Records contained in a dataset
Content starts
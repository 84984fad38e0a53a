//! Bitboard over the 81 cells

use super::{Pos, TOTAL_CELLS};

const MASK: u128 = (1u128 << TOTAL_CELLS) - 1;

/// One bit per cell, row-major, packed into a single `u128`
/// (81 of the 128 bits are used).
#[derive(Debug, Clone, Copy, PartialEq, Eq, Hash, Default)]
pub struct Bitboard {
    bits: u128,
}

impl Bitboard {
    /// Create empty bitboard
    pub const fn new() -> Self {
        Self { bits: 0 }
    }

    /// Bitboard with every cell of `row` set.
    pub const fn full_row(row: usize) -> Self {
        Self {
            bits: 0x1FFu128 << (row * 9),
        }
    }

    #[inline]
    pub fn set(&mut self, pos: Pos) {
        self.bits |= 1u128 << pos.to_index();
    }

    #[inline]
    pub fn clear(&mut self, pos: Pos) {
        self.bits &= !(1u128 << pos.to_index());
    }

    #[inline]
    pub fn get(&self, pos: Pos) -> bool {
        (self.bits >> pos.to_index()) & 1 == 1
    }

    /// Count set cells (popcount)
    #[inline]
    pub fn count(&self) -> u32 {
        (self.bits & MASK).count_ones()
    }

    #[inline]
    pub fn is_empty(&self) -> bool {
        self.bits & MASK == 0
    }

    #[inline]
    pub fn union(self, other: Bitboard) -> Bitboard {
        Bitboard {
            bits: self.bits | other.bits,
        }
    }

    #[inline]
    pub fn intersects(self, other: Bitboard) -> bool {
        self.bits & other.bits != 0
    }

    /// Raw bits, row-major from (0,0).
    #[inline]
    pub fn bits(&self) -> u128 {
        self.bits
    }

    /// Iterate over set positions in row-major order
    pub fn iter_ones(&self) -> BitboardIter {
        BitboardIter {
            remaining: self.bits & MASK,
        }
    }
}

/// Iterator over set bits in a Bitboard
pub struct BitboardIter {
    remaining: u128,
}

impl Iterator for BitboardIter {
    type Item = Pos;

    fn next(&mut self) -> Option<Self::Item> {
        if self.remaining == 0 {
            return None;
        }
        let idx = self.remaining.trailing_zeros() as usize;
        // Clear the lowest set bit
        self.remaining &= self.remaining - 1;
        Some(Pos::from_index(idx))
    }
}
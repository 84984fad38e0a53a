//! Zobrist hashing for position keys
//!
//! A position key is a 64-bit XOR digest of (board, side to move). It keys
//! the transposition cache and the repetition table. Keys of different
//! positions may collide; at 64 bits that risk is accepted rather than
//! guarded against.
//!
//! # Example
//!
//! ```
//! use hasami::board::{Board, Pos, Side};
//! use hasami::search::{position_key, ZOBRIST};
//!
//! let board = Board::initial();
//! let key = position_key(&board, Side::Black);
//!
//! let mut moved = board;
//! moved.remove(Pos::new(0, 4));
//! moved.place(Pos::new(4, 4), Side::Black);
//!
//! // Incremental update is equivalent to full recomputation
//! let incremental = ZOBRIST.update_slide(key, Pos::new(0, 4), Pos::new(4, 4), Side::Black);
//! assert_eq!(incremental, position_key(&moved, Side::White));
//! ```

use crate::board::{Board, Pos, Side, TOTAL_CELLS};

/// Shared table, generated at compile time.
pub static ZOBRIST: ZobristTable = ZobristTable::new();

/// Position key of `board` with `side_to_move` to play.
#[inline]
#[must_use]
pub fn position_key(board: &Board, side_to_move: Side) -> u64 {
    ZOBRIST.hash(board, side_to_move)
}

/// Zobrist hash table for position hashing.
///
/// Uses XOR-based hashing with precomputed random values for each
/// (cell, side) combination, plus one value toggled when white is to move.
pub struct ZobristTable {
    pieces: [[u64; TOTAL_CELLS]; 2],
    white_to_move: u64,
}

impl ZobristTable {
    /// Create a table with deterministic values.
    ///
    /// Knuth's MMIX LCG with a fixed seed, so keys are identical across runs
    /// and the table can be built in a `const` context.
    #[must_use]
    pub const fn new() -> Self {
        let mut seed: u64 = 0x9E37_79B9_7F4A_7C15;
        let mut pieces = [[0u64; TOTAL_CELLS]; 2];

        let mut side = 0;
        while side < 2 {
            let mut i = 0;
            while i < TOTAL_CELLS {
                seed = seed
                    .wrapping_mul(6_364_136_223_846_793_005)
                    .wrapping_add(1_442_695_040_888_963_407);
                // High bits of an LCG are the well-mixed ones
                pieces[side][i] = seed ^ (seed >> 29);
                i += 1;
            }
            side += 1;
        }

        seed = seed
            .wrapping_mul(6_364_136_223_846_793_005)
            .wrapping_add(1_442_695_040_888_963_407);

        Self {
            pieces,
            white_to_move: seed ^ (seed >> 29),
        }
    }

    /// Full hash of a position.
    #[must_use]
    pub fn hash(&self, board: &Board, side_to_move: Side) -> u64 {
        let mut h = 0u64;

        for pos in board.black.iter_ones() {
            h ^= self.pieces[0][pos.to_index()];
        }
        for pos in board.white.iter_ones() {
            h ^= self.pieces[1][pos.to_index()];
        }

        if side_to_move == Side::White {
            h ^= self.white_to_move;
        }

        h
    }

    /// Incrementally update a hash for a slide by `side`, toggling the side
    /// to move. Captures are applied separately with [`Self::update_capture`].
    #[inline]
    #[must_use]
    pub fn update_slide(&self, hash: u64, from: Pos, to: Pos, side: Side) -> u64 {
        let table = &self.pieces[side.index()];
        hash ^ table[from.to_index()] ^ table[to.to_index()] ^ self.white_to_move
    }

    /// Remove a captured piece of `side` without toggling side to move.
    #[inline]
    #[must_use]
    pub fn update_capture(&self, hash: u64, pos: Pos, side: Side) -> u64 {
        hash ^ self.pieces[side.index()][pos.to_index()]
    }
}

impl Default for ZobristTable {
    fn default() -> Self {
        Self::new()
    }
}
Content ends
**Problem requirements:** Your reply should repeat the entries above in full, with every character intact.

**Output of the exercise:**
repository 84984fad38e0a53a
//! Bitboard over the 81 cells

use super::{Pos, TOTAL_CELLS};

const MASK: u128 = (1u128 << TOTAL_CELLS) - 1;

/// One bit per cell, row-major, packed into a single `u128`
/// (81 of the 128 bits are used).
#[derive(Debug, Clone, Copy, PartialEq, Eq, Hash, Default)]
pub struct Bitboard {
    bits: u128,
}

impl Bitboard {
    /// Create empty bitboard
    pub const fn new() -> Self {
        Self { bits: 0 }
    }

    /// Bitboard with every cell of `row` set.
    pub const fn full_row(row: usize) -> Self {
        Self {
            bits: 0x1FFu128 << (row * 9),
        }
    }

    #[inline]
    pub fn set(&mut self, pos: Pos) {
        self.bits |= 1u128 << pos.to_index();
    }

    #[inline]
    pub fn clear(&mut self, pos: Pos) {
        self.bits &= !(1u128 << pos.to_index());
    }

    #[inline]
    pub fn get(&self, pos: Pos) -> bool {
        (self.bits >> pos.to_index()) & 1 == 1
    }

    /// Count set cells (popcount)
    #[inline]
    pub fn count(&self) -> u32 {
        (self.bits & MASK).count_ones()
    }

    #[inline]
    pub fn is_empty(&self) -> bool {
        self.bits & MASK == 0
    }

    #[inline]
    pub fn union(self, other: Bitboard) -> Bitboard {
        Bitboard {
            bits: self.bits | other.bits,
        }
    }

    #[inline]
    pub fn intersects(self, other: Bitboard) -> bool {
        self.bits & other.bits != 0
    }

    /// Raw bits, row-major from (0,0).
    #[inline]
    pub fn bits(&self) -> u128 {
        self.bits
    }

    /// Iterate over set positions in row-major order
    pub fn iter_ones(&self) -> BitboardIter {
        BitboardIter {
            remaining: self.bits & MASK,
        }
    }
}

/// Iterator over set bits in a Bitboard
pub struct BitboardIter {
    remaining: u128,
}

impl Iterator for BitboardIter {
    type Item = Pos;

    fn next(&mut self) -> Option<Self::Item> {
        if self.remaining == 0 {
            return None;
        }
        let idx = self.remaining.trailing_zeros() as usize;
        // Clear the lowest set bit
        self.remaining &= self.remaining - 1;
        Some(Pos::from_index(idx))
    }
}
repository 84984fad38e0a53a
//! Zobrist hashing for position keys
//!
//! A position key is a 64-bit XOR digest of (board, side to move). It keys
//! the transposition cache and the repetition table. Keys of different
//! positions may collide; at 64 bits that risk is accepted rather than
//! guarded against.
//!
//! # Example
//!
//! ```
//! use hasami::board::{Board, Pos, Side};
//! use hasami::search::{position_key, ZOBRIST};
//!
//! let board = Board::initial();
//! let key = position_key(&board, Side::Black);
//!
//! let mut moved = board;
//! moved.remove(Pos::new(0, 4));
//! moved.place(Pos::new(4, 4), Side::Black);
//!
//! // Incremental update is equivalent to full recomputation
//! let incremental = ZOBRIST.update_slide(key, Pos::new(0, 4), Pos::new(4, 4), Side::Black);
//! assert_eq!(incremental, position_key(&moved, Side::White));
//! ```

use crate::board::{Board, Pos, Side, TOTAL_CELLS};

/// Shared table, generated at compile time.
pub static ZOBRIST: ZobristTable = ZobristTable::new();

/// Position key of `board` with `side_to_move` to play.
#[inline]
#[must_use]
pub fn position_key(board: &Board, side_to_move: Side) -> u64 {
    ZOBRIST.hash(board, side_to_move)
}

/// Zobrist hash table for position hashing.
///
/// Uses XOR-based hashing with precomputed random values for each
/// (cell, side) combination, plus one value toggled when white is to move.
pub struct ZobristTable {
    pieces: [[u64; TOTAL_CELLS]; 2],
    white_to_move: u64,
}

impl ZobristTable {
    /// Create a table with deterministic values.
    ///
    /// Knuth's MMIX LCG with a fixed seed, so keys are identical across runs
    /// and the table can be built in a `const` context.
    #[must_use]
    pub const fn new() -> Self {
        let mut seed: u64 = 0x9E37_79B9_7F4A_7C15;
        let mut pieces = [[0u64; TOTAL_CELLS]; 2];

        let mut side = 0;
        while side < 2 {
            let mut i = 0;
            while i < TOTAL_CELLS {
                seed = seed
                    .wrapping_mul(6_364_136_223_846_793_005)
                    .wrapping_add(1_442_695_040_888_963_407);
                // High bits of an LCG are the well-mixed ones
                pieces[side][i] = seed ^ (seed >> 29);
                i += 1;
            }
            side += 1;
        }

        seed = seed
            .wrapping_mul(6_364_136_223_846_793_005)
            .wrapping_add(1_442_695_040_888_963_407);

        Self {
            pieces,
            white_to_move: seed ^ (seed >> 29),
        }
    }

    /// Full hash of a position.
    #[must_use]
    pub fn hash(&self, board: &Board, side_to_move: Side) -> u64 {
        let mut h = 0u64;

        for pos in board.black.iter_ones() {
            h ^= self.pieces[0][pos.to_index()];
        }
        for pos in board.white.iter_ones() {
            h ^= self.pieces[1][pos.to_index()];
        }

        if side_to_move == Side::White {
            h ^= self.white_to_move;
        }

        h
    }

    /// Incrementally update a hash for a slide by `side`, toggling the side
    /// to move. Captures are applied separately with [`Self::update_capture`].
    #[inline]
    #[must_use]
    pub fn update_slide(&self, hash: u64, from: Pos, to: Pos, side: Side) -> u64 {
        let table = &self.pieces[side.index()];
        hash ^ table[from.to_index()] ^ table[to.to_index()] ^ self.white_to_move
    }

    /// Remove a captured piece of `side` without toggling side to move.
    #[inline]
    #[must_use]
    pub fn update_capture(&self, hash: u64, pos: Pos, side: Side) -> u64 {
        hash ^ self.pieces[side.index()][pos.to_index()]
    }
}

impl Default for ZobristTable {
    fn default() -> Self {
        Self::new()
    }
}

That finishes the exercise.